La Real Academia de Córdoba, dentro del ciclo conmemorativo del centenario natalicio de los miembros de Cántico, ha vuelto a poner de actualidad al poeta José de Miguel Rivas, quien a decir verdad nunca lo estuvo del todo a pesar de ser uno de los grandes. Como tampoco él, ajeno a glorias y trascendencias, se consideraba parte del prestigioso grupo cordobés, a pesar de compartir con ellos desde el principio amistad e inclinaciones líricas y vitales. Sin embargo, una sesión académica coordinada por Manuel Gahete vino ayer tarde a hacer justicia poética a quien, desaparecido en junio de 2019 a los 97 años, se marchó tan discretamente como dejó transcurrir su existencia: dedicado a vivir -eso sí, lo mejor posible- y dejar vivir, sin resentimiento ni envidia por el triunfo de otros compañeros de generación y tertulias. Sin ser consciente -la crítica no fue generosa con él, y lectores ya se sabe que la poesía tiene pocos- de ser lo que era, un clásico entre los clásicos, culto, de pulcro verso atravesado de latines y arabescos y dueño de una soltura métrica y sentido del ritmo -sus sonetos son magníficos- dignos del vate más consagrado. Pero Pepe de Miguel, abogado de breve ejercicio y de familia acomodada, era hombre desganado en todo lo que no fuera escribir para sí mismo, cosa que hizo desde muy joven aunque no publicó libro alguno hasta ya cumplidos los 61 años, y eso porque vinieron a buscarlo. También le ocurrió que, pudoroso y cegado por el brillo de sus amigos de Cántico, no se acabó de tomar nunca en serio. De modo que, carente de prisas y ambición, dejó a su muerte cientos de espléndidos versos inéditos que alguien debería rescatar en beneficio de la buena literatura.

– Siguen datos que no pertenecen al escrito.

//! Configuration loading functionality.
//!
//! This module provides the [`ConfigLoader`] type for loading the pipeline
//! configuration from a YAML file.

use std::fs;
use std::path::Path;

use crate::error::{PipelineError, PipelineResult};

use super::types::{DatabaseConfig, DestinationConfig, InputConfig, PipelineConfig};

/// Environment variable consulted when the file carries no database password.
pub const PASSWORD_ENV_VAR: &str = "SALARY_PER_HOUR_DB_PASSWORD";

/// Loads, validates and provides access to the pipeline configuration.
///
/// # File Format
///
/// ```text
/// database:
///   host: localhost
///   port: 5432
///   user: etl
///   password: secret        # optional, see PASSWORD_ENV_VAR
///   database: warehouse
/// destination:
///   schema: mart
///   table: salary_per_hour
///   strategy: merge         # or replace
/// inputs:
///   timesheets: data/timesheets.csv
///   employees: data/employees.csv
/// on_empty_result: skip     # or write
/// ```
///
/// # Example
///
/// ```no_run
/// use salary_per_hour::config::ConfigLoader;
///
/// let loader = ConfigLoader::load("./pipeline.yaml").unwrap();
/// println!("Loading into {}", loader.destination().qualified_table());
/// ```
#[derive(Debug, Clone)]
pub struct ConfigLoader {
    config: PipelineConfig,
}

impl ConfigLoader {
    /// Loads configuration from the YAML file at `path`.
    ///
    /// Returns an error if:
    /// - The file is missing or unreadable
    /// - The file contains invalid YAML or misses a required field
    /// - The schema or table name is not a plain SQL identifier
    pub fn load<P: AsRef<Path>>(path: P) -> PipelineResult<Self> {
        let path = path.as_ref();
        let path_str = path.display().to_string();

        let content = fs::read_to_string(path).map_err(|_| PipelineError::ConfigNotFound {
            path: path_str.clone(),
        })?;

        Self::from_yaml_str(&content).map_err(|e| match e {
            PipelineError::ConfigParseError { message, .. } => {
                PipelineError::ConfigParseError {
                    path: path_str,
                    message,
                }
            }
            other => other,
        })
    }

    /// Parses and validates configuration from YAML text.
    pub fn from_yaml_str(content: &str) -> PipelineResult<Self> {
        let mut config: PipelineConfig =
            serde_yaml::from_str(content).map_err(|e| PipelineError::ConfigParseError {
                path: "<inline>".to_string(),
                message: e.to_string(),
            })?;

        if config.database.password.is_none() {
            config.database.password = std::env::var(PASSWORD_ENV_VAR).ok();
        }

        Self::from_config(config)
    }

    /// Validates an already-built configuration.
    pub fn from_config(config: PipelineConfig) -> PipelineResult<Self> {
        validate_identifier("destination.schema", &config.destination.schema)?;
        validate_identifier("destination.table", &config.destination.table)?;
        Ok(Self { config })
    }

    /// Returns the underlying configuration.
    pub fn config(&self) -> &PipelineConfig {
        &self.config
    }

    /// Consumes the loader, returning the configuration.
    pub fn into_config(self) -> PipelineConfig {
        self.config
    }

    /// Returns the database connection parameters.
    pub fn database(&self) -> &DatabaseConfig {
        &self.config.database
    }

    /// Returns the destination table settings.
    pub fn destination(&self) -> &DestinationConfig {
        &self.config.destination
    }

    /// Returns the input file paths.
    pub fn inputs(&self) -> &InputConfig {
        &self.config.inputs
    }
}

/// Schema and table names are interpolated into SQL, so only plain
/// identifiers are accepted.
fn validate_identifier(field: &str, value: &str) -> PipelineResult<()> {
    let mut chars = value.chars();
    let valid = chars
        .next()
        .is_some_and(|c| c.is_ascii_alphabetic() || c == '_')
        && chars.all(|c| c.is_ascii_alphanumeric() || c == '_');

    if valid {
        Ok(())
    } else {
        Err(PipelineError::InvalidConfig {
            field: field.to_string(),
            message: format!("'{}' is not a plain SQL identifier", value),
        })
    }
}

Apenas si disfrutó de laureles en vida, pero tampoco los reclamó ni los echaba en falta. En su naturaleza noble, sin recodos y con un gran sentido del humor, no había lugar para la amargura, o al menos no la exteriorizaba. Asumía con orgullo el papel de segundón en Cántico que le había adjudicado la crítica, como al gran Vicente Núñez, quedando ambos adscritos como segunda generación del grupo. A este había llegado De Miguel en los años cuarenta del pasado siglo a través de Julio Aumente, compañero suyo en la Facultad de Derecho de Granada; y muchas décadas después acabó convertido en su memoria documental -sumada a la de Pablo García Baena, un sentimental que no se desprendía de nada ni de nadie-. Este tipo pequeñito y nervioso lo guardaba todo. Su piso de Ronda de los Tejares, barroco, ordenado y coqueto como él mismo, era un lujoso almacén de recuerdos archivados que enseñaba a las visitas como quien guarda un tesoro. Te sentaba en el sofá y tiraba del hilo de la memoria, que administraba con gracejo y hasta con mala uva si tenía un día sarcástico, aunque los aguijonazos solía emplearlos más bien en agudos epigramas. Y entonces, mientras las comentaba entre divertido y nostálgico, iban pasando por tu vista fotos de peregrinajes tabernarios, de peroles de bohemia poética en la finca de sus padres en Trassierra, de alocados viajes al extranjero a bordo del Gordini que solo él sabía conducir o de su larga estancia en Torremolinos. A la costa malagueña emigró junto con García Baena en busca de aires menos asfixiantes que los de Córdoba, y tras aventurarse como constructor, montó una tienda de antigüedades que atendía Pablo, tan enorme poeta como pésimo comerciante, con lo que acabó resultando un negocio ruinoso. Todas estas anécdotas y muchas más hilvanaba Pepe de Miguel entre viejas imágenes y fotocopias de sus poemas, que guardaba por miles y repartía a los conocidos que encontraba en sus paseos. No aspiraba a mayor reconocimiento, pero ya es hora de que se le conceda.